Когда остаёмся с главой семьи вдвоём, я спрашиваю:
– Скажите, как зовут девушку, с которой был ваш сын?
– Гульмира. Она няня Нуржана.
– Она принимает запрещённые вещества?
– Нет.
– У неё была депрессия?
– Нет.
– Она хотела добровольно уйти из жизни?
– Это невозможно.
– Мы обнаружили в её крови сильное успокоительное и алкоголь.
– Она всю неделю была с Нуржаном. У него болело ухо. Она могла принять снотворное, выпить бокал вина, но покончить с собой? Нет.
– У неё есть мужчина?
– Вряд ли. А что?
– Не знаю. Наверное, у неё проблемы в личной жизни.
– Если так, мы бы об этом знали. Она уже четыре года живёт с нами. Можно к ней?

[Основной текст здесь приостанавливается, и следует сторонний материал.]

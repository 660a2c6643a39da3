//! Report time buckets

use chrono::{Datelike, Days, Months, NaiveDate, NaiveTime};
use std::fmt;

#[derive(Debug, Clone, Copy, PartialEq, Eq, Hash)]
pub enum Granularity {
    Daily,
    Weekly,
    Monthly,
}

impl Granularity {
    pub fn as_str(&self) -> &'static str {
        match self {
            Granularity::Daily => "daily",
            Granularity::Weekly => "weekly",
            Granularity::Monthly => "monthly",
        }
    }

    /// Start of the bucket containing `date`.
    pub fn align(&self, date: NaiveDate) -> NaiveDate {
        match self {
            Granularity::Daily => date,
            Granularity::Weekly => {
                date - Days::new(u64::from(date.weekday().num_days_from_monday()))
            }
            Granularity::Monthly => date.with_day(1).unwrap_or(date),
        }
    }

    /// Start of the `n`th bucket after the aligned `anchor`.
    fn nth_start(&self, anchor: NaiveDate, n: u32) -> Option<NaiveDate> {
        match self {
            Granularity::Daily => anchor.checked_add_days(Days::new(u64::from(n))),
            Granularity::Weekly => anchor.checked_add_days(Days::new(7 * u64::from(n))),
            Granularity::Monthly => anchor.checked_add_months(Months::new(n)),
        }
    }

    /// Start of the bucket before the one containing `date`.
    fn previous_start(&self, date: NaiveDate) -> NaiveDate {
        let current = self.align(date);
        let previous = match self {
            Granularity::Daily => current.checked_sub_days(Days::new(1)),
            Granularity::Weekly => current.checked_sub_days(Days::new(7)),
            Granularity::Monthly => current.checked_sub_months(Months::new(1)),
        };
        previous.unwrap_or(current)
    }
}

impl fmt::Display for Granularity {
    fn fmt(&self, f: &mut fmt::Formatter<'_>) -> fmt::Result {
        f.write_str(self.as_str())
    }
}

/// Half-open date range `[start, end)`, both at midnight UTC.
#[derive(Debug, Clone, Copy, PartialEq, Eq)]
pub struct Bucket {
    pub start: NaiveDate,
    pub end: NaiveDate,
}

impl Bucket {
    pub fn new(start: NaiveDate, end: NaiveDate) -> Self {
        Self { start, end }
    }

    pub fn start_millis(&self) -> i64 {
        self.start.and_time(NaiveTime::MIN).and_utc().timestamp_millis()
    }

    pub fn end_millis(&self) -> i64 {
        self.end.and_time(NaiveTime::MIN).and_utc().timestamp_millis()
    }
}

impl fmt::Display for Bucket {
    fn fmt(&self, f: &mut fmt::Formatter<'_>) -> fmt::Result {
        write!(f, "[{}, {})", self.start, self.end)
    }
}

/// Lazy sequence of consecutive buckets, ending with the one that contains
/// `today`. Cloning gives an independent iterator from the same position.
#[derive(Debug, Clone)]
pub struct Buckets {
    granularity: Granularity,
    anchor: NaiveDate,
    index: u32,
    today: NaiveDate,
}

impl Buckets {
    /// Every bucket from the one containing `epoch` up to `today`.
    pub fn backfill(granularity: Granularity, epoch: NaiveDate, today: NaiveDate) -> Self {
        Self {
            granularity,
            anchor: granularity.align(epoch),
            index: 0,
            today,
        }
    }

    /// The last completed bucket and the current partial one. Never starts
    /// before the bucket containing `epoch`.
    pub fn incremental(granularity: Granularity, epoch: NaiveDate, today: NaiveDate) -> Self {
        let start = granularity.previous_start(today).max(granularity.align(epoch));
        Self::backfill(granularity, start, today)
    }

    pub fn new(granularity: Granularity, epoch: NaiveDate, today: NaiveDate, incremental: bool) -> Self {
        if incremental {
            Self::incremental(granularity, epoch, today)
        } else {
            Self::backfill(granularity, epoch, today)
        }
    }
}

impl Iterator for Buckets {
    type Item = Bucket;

    fn next(&mut self) -> Option<Bucket> {
        let start = self.granularity.nth_start(self.anchor, self.index)?;
        if start > self.today {
            return None;
        }
        let end = self.granularity.nth_start(self.anchor, self.index + 1)?;
        self.index += 1;
        Some(Bucket::new(start, end))
    }
}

Отвожу дипломата к пациентке. Пусть пообщаются. Может, ему и удастся понять мотивы её поведения.
– Элли, есть минутка поговорить? – слышу голос Никиты.
Соглашаюсь, хоть и без особого удовольствия.

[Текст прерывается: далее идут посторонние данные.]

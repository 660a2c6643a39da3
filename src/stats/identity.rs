//! Client identity derived from a log row's address columns

use sha2::{Digest, Sha256};
use std::fmt;

use crate::db::VersionCheckRow;
use crate::error::{StatsError, StatsResult};

/// Hash of the address a request came from. Only used for deduplication,
/// so the hash keeps odd characters in `client_ip_strange` harmless.
#[derive(Clone, Copy, PartialEq, Eq, Hash, PartialOrd, Ord)]
pub struct ClientIdentity([u8; 32]);

impl ClientIdentity {
    pub fn from_address(address: &str) -> Self {
        Self(Sha256::digest(address.as_bytes()).into())
    }

    /// Use the first present column in priority order: strange, IPv6, IPv4.
    pub fn from_row(row: &VersionCheckRow) -> StatsResult<Self> {
        let address = row
            .client_ip_strange
            .as_deref()
            .or(row.client_ipv6.as_deref())
            .or(row.client_ipv4.as_deref())
            .ok_or_else(|| {
                StatsError::Integrity(format!(
                    "no client address in version check row (user agent {:?})",
                    row.user_agent
                ))
            })?;
        Ok(Self::from_address(address))
    }
}

impl fmt::Debug for ClientIdentity {
    fn fmt(&self, f: &mut fmt::Formatter<'_>) -> fmt::Result {
        write!(f, "ClientIdentity({})", &hex::encode(self.0)[..12])
    }
}
//! Database schema definitions

// Access log written by the download server; read-only for this job
pub const CREATE_DOWNLOAD_LOG_TABLE: &str = r#"
CREATE TABLE IF NOT EXISTS download_log (
    download_id INTEGER PRIMARY KEY AUTOINCREMENT,
    request TEXT NOT NULL,
    http_user_agent TEXT,
    client_ipv4 TEXT,
    client_ipv6 TEXT,
    client_ip_strange TEXT,
    request_time BIGINT NOT NULL,  -- Unix milliseconds, UTC
    status INTEGER NOT NULL
)
"#;

// === REFERENCE TABLES ===

pub const CREATE_RELEASE_INFO_TABLE: &str = r#"
CREATE TABLE IF NOT EXISTS db4s_release_info (
    release_id INTEGER PRIMARY KEY AUTOINCREMENT,
    version_number TEXT NOT NULL UNIQUE
)
"#;

pub const CREATE_DOWNLOAD_INFO_TABLE: &str = r#"
CREATE TABLE IF NOT EXISTS db4s_download_info (
    download_id INTEGER PRIMARY KEY,
    friendly_name TEXT NOT NULL
)
"#;

// === ROLLUP TABLES ===
// Category 0 holds the total for the bucket

pub const CREATE_USERS_DAILY_TABLE: &str = r#"
CREATE TABLE IF NOT EXISTS db4s_users_daily (
    stats_date DATE NOT NULL,
    db4s_release INTEGER NOT NULL,
    unique_ips INTEGER NOT NULL DEFAULT 0,
    PRIMARY KEY (stats_date, db4s_release)
)
"#;

pub const CREATE_USERS_WEEKLY_TABLE: &str = r#"
CREATE TABLE IF NOT EXISTS db4s_users_weekly (
    stats_date DATE NOT NULL,
    db4s_release INTEGER NOT NULL,
    unique_ips INTEGER NOT NULL DEFAULT 0,
    PRIMARY KEY (stats_date, db4s_release)
)
"#;

pub const CREATE_USERS_MONTHLY_TABLE: &str = r#"
CREATE TABLE IF NOT EXISTS db4s_users_monthly (
    stats_date DATE NOT NULL,
    db4s_release INTEGER NOT NULL,
    unique_ips INTEGER NOT NULL DEFAULT 0,
    PRIMARY KEY (stats_date, db4s_release)
)
"#;

pub const CREATE_DOWNLOADS_DAILY_TABLE: &str = r#"
CREATE TABLE IF NOT EXISTS db4s_downloads_daily (
    stats_date DATE NOT NULL,
    db4s_download INTEGER NOT NULL,
    num_downloads INTEGER NOT NULL DEFAULT 0,
    PRIMARY KEY (stats_date, db4s_download)
)
"#;

pub const CREATE_DOWNLOADS_WEEKLY_TABLE: &str = r#"
CREATE TABLE IF NOT EXISTS db4s_downloads_weekly (
    stats_date DATE NOT NULL,
    db4s_download INTEGER NOT NULL,
    num_downloads INTEGER NOT NULL DEFAULT 0,
    PRIMARY KEY (stats_date, db4s_download)
)
"#;

pub const CREATE_DOWNLOADS_MONTHLY_TABLE: &str = r#"
CREATE TABLE IF NOT EXISTS db4s_downloads_monthly (
    stats_date DATE NOT NULL,
    db4s_download INTEGER NOT NULL,
    num_downloads INTEGER NOT NULL DEFAULT 0,
    PRIMARY KEY (stats_date, db4s_download)
)
"#;

// === INDEXES ===

// Version checks and download counts both filter on request then time range
pub const CREATE_INDEX_REQUEST_TIME: &str =
    "CREATE INDEX IF NOT EXISTS idx_download_log_request_time ON download_log(request, request_time)";

pub const CREATE_INDEX_USER_AGENT: &str =
    "CREATE INDEX IF NOT EXISTS idx_download_log_user_agent ON download_log(http_user_agent)";

pub const ALL: &[&str] = &[
    CREATE_DOWNLOAD_LOG_TABLE,
    CREATE_RELEASE_INFO_TABLE,
    CREATE_DOWNLOAD_INFO_TABLE,
    CREATE_USERS_DAILY_TABLE,
    CREATE_USERS_WEEKLY_TABLE,
    CREATE_USERS_MONTHLY_TABLE,
    CREATE_DOWNLOADS_DAILY_TABLE,
    CREATE_DOWNLOADS_WEEKLY_TABLE,
    CREATE_DOWNLOADS_MONTHLY_TABLE,
    CREATE_INDEX_REQUEST_TIME,
    CREATE_INDEX_USER_AGENT,
];
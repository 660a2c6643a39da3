//! Read queries against the download_log table

use futures::TryStreamExt;
use sqlx::{QueryBuilder, Sqlite};

use super::Database;
use crate::config::SourceConfig;
use crate::error::{StatsError, StatsResult};
use crate::stats::Bucket;

/// Which log rows count as a version check from a real DB4S client.
#[derive(Debug, Clone)]
pub struct LogFilter {
    pub marker_request: String,
    /// Case-sensitive user-agent prefix, e.g. `sqlitebrowser `
    pub family_prefix: String,
    /// Case-sensitive substring marking crawlers to exclude
    pub crawler_marker: String,
}

impl LogFilter {
    pub fn from_source(source: &SourceConfig) -> Self {
        Self {
            marker_request: source.marker_request.clone(),
            family_prefix: format!("{} ", source.user_agent_family),
            crawler_marker: source.crawler_marker.clone(),
        }
    }
}

/// Columns of a version-check row needed for unique client counting.
#[derive(Debug, Clone, Default)]
pub struct VersionCheckRow {
    pub user_agent: Option<String>,
    pub client_ipv4: Option<String>,
    pub client_ipv6: Option<String>,
    pub client_ip_strange: Option<String>,
}

impl Database {
    /// Every distinct user agent that has requested the marker path.
    pub async fn distinct_user_agents(&self, filter: &LogFilter) -> StatsResult<Vec<String>> {
        let rows: Vec<(String,)> = self
            .timed(
                sqlx::query_as(
                    r#"
                    SELECT DISTINCT http_user_agent
                    FROM download_log
                    WHERE request = ?
                        AND instr(http_user_agent, ?) = 1
                        AND instr(http_user_agent, ?) = 0
                    ORDER BY http_user_agent
                    "#,
                )
                .bind(&filter.marker_request)
                .bind(&filter.family_prefix)
                .bind(&filter.crawler_marker)
                .fetch_all(&self.pool),
            )
            .await?;
        Ok(rows.into_iter().map(|(ua,)| ua).collect())
    }

    /// Stream the successful version checks in `[start, end)` through `visit`.
    /// Returns the number of rows scanned. An error from `visit` stops the scan.
    pub async fn scan_version_checks<F>(
        &self,
        filter: &LogFilter,
        bucket: Bucket,
        mut visit: F,
    ) -> StatsResult<u64>
    where
        F: FnMut(VersionCheckRow) -> StatsResult<()>,
    {
        let scan = async {
            let mut rows = sqlx::query_as::<_, (Option<String>, Option<String>, Option<String>, Option<String>)>(
                r#"
                SELECT http_user_agent, client_ipv4, client_ipv6, client_ip_strange
                FROM download_log
                WHERE request = ?
                    AND instr(http_user_agent, ?) = 1
                    AND instr(http_user_agent, ?) = 0
                    AND status = 200
                    AND request_time >= ?
                    AND request_time < ?
                "#,
            )
            .bind(&filter.marker_request)
            .bind(&filter.family_prefix)
            .bind(&filter.crawler_marker)
            .bind(bucket.start_millis())
            .bind(bucket.end_millis())
            .fetch(&self.pool);

            let mut scanned = 0u64;
            while let Some((user_agent, client_ipv4, client_ipv6, client_ip_strange)) = rows.try_next().await? {
                visit(VersionCheckRow {
                    user_agent,
                    client_ipv4,
                    client_ipv6,
                    client_ip_strange,
                })?;
                scanned += 1;
            }
            Ok::<u64, StatsError>(scanned)
        };

        match tokio::time::timeout(self.query_timeout, scan).await {
            Ok(result) => result,
            Err(_) => Err(StatsError::Timeout(self.query_timeout.as_secs())),
        }
    }

    /// Successful requests in `[start, end)` for each of `paths` that was hit.
    pub async fn count_requests_by_path<'a, I>(
        &self,
        paths: I,
        bucket: Bucket,
    ) -> StatsResult<Vec<(String, i64)>>
    where
        I: IntoIterator<Item = &'a str>,
    {
        let mut paths = paths.into_iter().peekable();
        if paths.peek().is_none() {
            return Ok(Vec::new());
        }

        let mut builder: QueryBuilder<Sqlite> = QueryBuilder::new(
            "SELECT request, COUNT(*) FROM download_log WHERE status = 200 AND request_time >= ",
        );
        builder.push_bind(bucket.start_millis());
        builder.push(" AND request_time < ");
        builder.push_bind(bucket.end_millis());
        builder.push(" AND request IN (");
        let mut list = builder.separated(", ");
        for path in paths {
            list.push_bind(path.to_string());
        }
        list.push_unseparated(") GROUP BY request");

        self.timed(builder.build_query_as::<(String, i64)>().fetch_all(&self.pool))
            .await
    }

    #[cfg(test)]
    pub async fn insert_log_entry(&self, entry: &LogEntry) -> StatsResult<()> {
        sqlx::query(
            r#"
            INSERT INTO download_log (request, http_user_agent, client_ipv4, client_ipv6, client_ip_strange, request_time, status)
            VALUES (?, ?, ?, ?, ?, ?, ?)
            "#,
        )
        .bind(&entry.request)
        .bind(&entry.user_agent)
        .bind(&entry.client_ipv4)
        .bind(&entry.client_ipv6)
        .bind(&entry.client_ip_strange)
        .bind(entry.request_time.timestamp_millis())
        .bind(entry.status)
        .execute(&self.pool)
        .await?;
        Ok(())
    }
}

/// A full download_log row, used to seed test databases.
#[cfg(test)]
#[derive(Debug, Clone)]
pub struct LogEntry {
    pub request: String,
    pub user_agent: Option<String>,
    pub client_ipv4: Option<String>,
    pub client_ipv6: Option<String>,
    pub client_ip_strange: Option<String>,
    pub request_time: chrono::DateTime<chrono::Utc>,
    pub status: i32,
}

#[cfg(test)]
impl LogEntry {
    pub fn new(request: &str, request_time: chrono::DateTime<chrono::Utc>) -> Self {
        Self {
            request: request.to_string(),
            user_agent: None,
            client_ipv4: None,
            client_ipv6: None,
            client_ip_strange: None,
            request_time,
            status: 200,
        }
    }

    pub fn with_user_agent(mut self, user_agent: &str) -> Self {
        self.user_agent = Some(user_agent.to_string());
        self
    }

    pub fn with_ipv4(mut self, ip: &str) -> Self {
        self.client_ipv4 = Some(ip.to_string());
        self
    }

    pub fn with_ipv6(mut self, ip: &str) -> Self {
        self.client_ipv6 = Some(ip.to_string());
        self
    }

    pub fn with_ip_strange(mut self, ip: &str) -> Self {
        self.client_ip_strange = Some(ip.to_string());
        self
    }

    pub fn with_status(mut self, status: i32) -> Self {
        self.status = status;
        self
    }
}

– Прости за моё поведение, – говорит он, и почти готова сказать «да», но Гранин продолжает. – Я понимаю, что это звучит неправильно... Но тут пришла разнарядка… Ну, то есть приглашение… Чёрт, не знаю, как правильно назвать. Короче. Я уезжаю в Курскую область.
Поднимаю удивлённо брови.
– Ну, ты сама понимаешь. Там по медицинской части сейчас очень много проблем. Короче, я вызвался поехать от нашей клиники и поработать там некоторое время. Буду руководить таким же вот отделением. Это такая командировка. С Вежновцом всё согласовано. Комитет по здравоохранению поддержал.
– Всё как в прошлый раз, да? – спрашиваю с печалью в голосе.
– Ты про мой отъезд? Ну, когда я…
Киваю.
– Только в тот раз я не доехал. Теперь точно буду на месте. Мои опыт и знания там пригодятся.
Мы некоторое время молчим.
– Знаешь, я правда очень тебя люблю, – говорит Никита негромко, только в глаза не смотрит. – И мне надо в себе разобраться. У нас дочь, но у меня есть ещё и сын. Я этому очень рад, только… Плохой из меня отец. Знаешь, а ведь я нашёл его приёмных родителей. Нет, не поехал к ним, конечно. Ведь даже его маму, Альбину, не помню толком. Да и что я им скажу? Решил не портить жизнь. В общем… ты прости меня за всё.
– Когда уезжаешь?
– Сегодня вечером. Мы с тобой, наверно, не увидимся больше… сегодня то есть.
Пожимаю плечами.
– Короче… я люблю тебя. Прощай.
Никита тянется ко мне, неловко целует в щёку и уходит.
Смотрю ему в спину. Увидимся ли снова когда-нибудь?